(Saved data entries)
BEGIN

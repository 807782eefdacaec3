// Adapters for the outside world: HTTP providers, the LLM server and helpers they share

pub mod endpoint_selector;
pub mod http_client;
pub mod json_text;
pub mod ollama;
pub mod viacep;
pub mod zipcodebase;

pub use endpoint_selector::RoundRobin;
pub use ollama::{LlmModels, LlmOptions, OllamaClient, PromptTemplates};
pub use viacep::ViaCepProvider;
pub use zipcodebase::ZipcodebaseProvider;
use std::time::Duration;

use crate::common::error::Result;

/// Connect and whole-request timeouts for one upstream
#[derive(Debug, Clone, Copy, PartialEq, Eq)]
pub struct HttpTimeouts {
    pub connect: Duration,
    pub request: Duration,
}

impl HttpTimeouts {
    pub fn from_secs(connect: u64, request: u64) -> Self {
        Self {
            connect: Duration::from_secs(connect),
            request: Duration::from_secs(request),
        }
    }
}

/// Build a pooled client. Timeouts surface as `reqwest::Error::is_timeout`.
pub fn build_client(timeouts: HttpTimeouts) -> Result<reqwest::Client> {
    let client = reqwest::Client::builder()
        .connect_timeout(timeouts.connect)
        .timeout(timeouts.request)
        .user_agent(concat!("mdm_pipeline/", env!("CARGO_PKG_VERSION")))
        .build()?;
    Ok(client)
}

END

_Your instructions:_ Every line of the data above that includes "reqwest" should be listed.

_Answer box:_
/// Build a pooled client. Timeouts surface as `reqwest::Error::is_timeout`.
pub fn build_client(timeouts: HttpTimeouts) -> Result<reqwest::Client> {
    let client = reqwest::Client::builder()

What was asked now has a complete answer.